Corinthians: MP amplia investigação e inclui presidente do Timão entre os investigados
O Ministério Público de São Paulo incluiu o presidente do Corinthians, Osmar Stabile, entre os investigados no caso que apura a contratação de uma empresa de segurança ligada a um funcionário do clube.
O Ministério Público de São Paulo ampliou a investigação que apura a contratação de uma empresa de segurança pelo Corinthians e passou a incluir o presidente do clube, Osmar Stabile, entre os investigados do procedimento criminal. O caso envolve um contrato de R$ 676,6 mil firmado com a Mega Assessoria Operacional Ltda.
A decisão representa um novo capítulo na crise administrativa que vem cercando os bastidores do clube. Segundo o documento da investigação, Stabile deverá prestar esclarecimentos diretamente aos procuradores em audiência marcada para o dia 23 de junho, às 11h15, revelou o Ge.
O foco da apuração está na contratação da empresa responsável por serviços de segurança prestados entre julho e outubro de 2025. O Ministério Público busca esclarecer as circunstâncias da contratação e a relação existente entre a empresa e funcionários ligados ao Corinthians.
Depoimento e vínculo com funcionário motivaram inclusão
De acordo com o procedimento, dois pontos levaram à inclusão de Osmar Stabile entre os investigados.
O primeiro está relacionado ao depoimento de Fábio Soares, ex-diretor administrativo do Corinthians. Segundo a investigação, ele teria informado que a contratação emergencial da empresa ocorreu por determinação do próprio presidente.
O segundo envolve Fernando José da Silva, proprietário da Mega Assessoria Operacional Ltda. A apuração identificou que ele também exercia atividades profissionais no Corinthians durante o período em que a empresa prestava serviços ao clube.
Documento apontou possível contradição
Outro elemento citado pelo Ministério Público envolve um documento encaminhado à Polícia Militar.
Segundo a investigação, em 23 de maio de 2026, Fernando José da Silva assinou um ofício solicitando escolta para a delegação corintiana em compromisso pela Conmebol Libertadores. No documento, ele se identificou como gerente operacional do Corinthians.
O fato chamou atenção dos investigadores porque diverge das informações apresentadas anteriormente pelo próprio clube ao Ministério Público. Na ocasião, o Corinthians teria informado que Fernando trabalhou na instituição apenas entre setembro e outubro de 2025.

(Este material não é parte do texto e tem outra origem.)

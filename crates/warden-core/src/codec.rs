//! The permission token codec.
//!
//! A permission set is an unsigned arbitrary-precision integer: bit `k`
//! set means rule `k + 1` is granted. The codec renders that integer as a
//! delimited string of fixed-width chunks and runs the grant/revoke/verify
//! algebra directly on the decoded value.
//!
//! The codec is stateless with respect to tokens: every operation takes a
//! token in and returns a fresh one. Registry access is passed in per call,
//! so a single call always sees one consistent registry snapshot.

use num_bigint::BigUint;
use num_traits::{One, Zero};

use crate::config::CodecConfig;
use crate::registry::RuleRegistry;
use crate::types::RuleId;

/// Separator between chunks. Reserved: it never appears in the digit
/// alphabet of any supported base.
pub const CHUNK_DELIMITER: char = '-';

/// Encodes, decodes, and manipulates permission tokens.
#[derive(Debug, Clone)]
pub struct PermissionCodec {
    config: CodecConfig,
}

impl PermissionCodec {
    /// Create a codec over a validated configuration.
    pub fn new(config: CodecConfig) -> Self {
        Self { config }
    }

    /// The configuration in force.
    pub fn config(&self) -> &CodecConfig {
        &self.config
    }

    /// Decode a token into the permission bit-vector.
    ///
    /// An empty token is zero. Otherwise chunks are folded most-significant
    /// first: `acc = (acc << chunk_width) | chunk`. Parsing is best-effort
    /// and never fails: a chunk with digits outside the base decodes as
    /// zero, and a hand-crafted token with stray delimiters degrades to a
    /// well-typed wrong value rather than an error.
    ///
    /// The token carries no record of the configuration that produced it.
    /// Decoding under a different `chunk_width`/`base`/`digit_width` than
    /// the encoder used silently yields a different integer.
    pub fn decode(&self, token: &str) -> BigUint {
        if token.is_empty() {
            return BigUint::zero();
        }

        let mut value = BigUint::zero();
        for chunk in token.split(CHUNK_DELIMITER) {
            value <<= self.config.chunk_width;
            value |= self.parse_chunk(chunk);
        }
        value
    }

    /// Encode a permission bit-vector as a token.
    ///
    /// Zero encodes as the canonical single chunk of `pad_char` repeated
    /// `digit_width` times, with no delimiter. Anything else is split into
    /// `chunk_width`-bit chunks, each rendered in `base` (digits above 9
    /// are uppercase; decoding accepts either case) and left-padded to
    /// `digit_width`, most-significant chunk first.
    pub fn encode(&self, value: &BigUint) -> String {
        if value.is_zero() {
            return self.pad_char_string();
        }

        let mask = (BigUint::one() << self.config.chunk_width) - 1u32;
        let mut remaining = value.clone();
        let mut chunks = Vec::new();
        while !remaining.is_zero() {
            chunks.push(self.render_chunk(&(&remaining & &mask)));
            remaining >>= self.config.chunk_width;
        }
        chunks.reverse();

        let mut token = String::with_capacity(chunks.len() * (self.config.digit_width + 1));
        for (i, chunk) in chunks.iter().enumerate() {
            if i > 0 {
                token.push(CHUNK_DELIMITER);
            }
            token.push_str(chunk);
        }
        token
    }

    /// Whether the token grants the given rule.
    ///
    /// Bits beyond the token's width read as absent, and id 0 owns no bit,
    /// so both answer `false` rather than failing.
    pub fn verify(&self, token: &str, rule_id: RuleId) -> bool {
        match rule_id.bit_index() {
            Some(bit) => self.decode(token).bit(bit),
            None => false,
        }
    }

    /// Set the bits for every eligible candidate id and return the new token.
    ///
    /// A candidate is eligible iff it is at most the registry's max id and
    /// currently registered. Ineligible candidates are skipped without
    /// error and without affecting the rest of the call.
    pub fn grant(&self, token: &str, rule_ids: &[RuleId], registry: &RuleRegistry) -> String {
        let mut value = self.decode(token);
        for &id in rule_ids {
            if let Some(bit) = self.eligible_bit(id, registry) {
                value.set_bit(bit, true);
            }
        }
        self.encode(&value)
    }

    /// Clear the bits for every eligible candidate id and return the new token.
    ///
    /// Clearing the last set bit yields the canonical zero token; revoke
    /// never leaves residual empty high-order chunks behind.
    pub fn revoke(&self, token: &str, rule_ids: &[RuleId], registry: &RuleRegistry) -> String {
        let mut value = self.decode(token);
        for &id in rule_ids {
            if let Some(bit) = self.eligible_bit(id, registry) {
                value.set_bit(bit, false);
            }
        }
        self.encode(&value)
    }

    /// Build a token from scratch: grant applied to the empty token.
    pub fn generate(&self, rule_ids: &[RuleId], registry: &RuleRegistry) -> String {
        self.grant("", rule_ids, registry)
    }

    /// The bit position for an eligible candidate, or `None` if the id is
    /// out of range or unregistered.
    fn eligible_bit(&self, id: RuleId, registry: &RuleRegistry) -> Option<u64> {
        let bit = match id.bit_index() {
            Some(bit) => bit,
            None => {
                tracing::debug!(rule_id = %id, "skipping rule id without a bit position");
                return None;
            }
        };
        if id > registry.max_id() || !registry.contains(id) {
            tracing::debug!(rule_id = %id, "skipping ineligible rule id");
            return None;
        }
        Some(bit)
    }

    fn parse_chunk(&self, chunk: &str) -> BigUint {
        BigUint::parse_bytes(chunk.as_bytes(), self.config.base).unwrap_or_else(BigUint::zero)
    }

    fn render_chunk(&self, chunk: &BigUint) -> String {
        let digits = chunk.to_str_radix(self.config.base).to_uppercase();
        if digits.len() >= self.config.digit_width {
            return digits;
        }

        let mut rendered = String::with_capacity(self.config.digit_width);
        for _ in digits.len()..self.config.digit_width {
            rendered.push(self.config.pad_char);
        }
        rendered.push_str(&digits);
        rendered
    }

    fn pad_char_string(&self) -> String {
        std::iter::repeat(self.config.pad_char)
            .take(self.config.digit_width)
            .collect()
    }
}

impl Default for PermissionCodec {
    fn default() -> Self {
        Self::new(CodecConfig::default())
    }
}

Contrato ultrapassou R$ 676 mil
A investigação aponta que o Corinthians efetuou pagamentos à Mega Assessoria Operacional Ltda por meio de três notas fiscais.
- R$ 244.627,66;
- R$ 208.350,00;
- R$ 223.650,00.
A soma dos valores chega a R$ 676.627,66. Segundo o procedimento, os pagamentos foram realizados por serviços prestados entre julho e outubro de 2025.
De acordo com a portaria que instaurou a investigação, a empresa não possuía autorização da Polícia Federal para atuar em segurança privada e também não teria firmado contrato formal com o Corinthians.
Clube alegou contratação emergencial
Em manifestação apresentada anteriormente, o Corinthians afirmou que precisou substituir rapidamente a equipe de segurança após a invasão à presidência do clube ocorrida em 31 de maio de 2025 por apoiadores do então presidente afastado Augusto Melo.
Segundo a posição do clube, os serviços foram efetivamente realizados em diferentes estruturas do Corinthians, incluindo o Parque São Jorge, o CT Joaquim Grava e o centro de treinamento das categorias de base.
O clube também sustentou que tinha conhecimento da relação entre a empresa e o funcionário, mas entendeu que não havia conflito de interesses capaz de impedir a contratação.
O interrogatório de Osmar Stabile está marcado para 23 de junho e deverá representar uma das etapas centrais da investigação, que continua analisando documentos, contratos e depoimentos relacionados à prestação dos serviços de segurança ao Corinthians.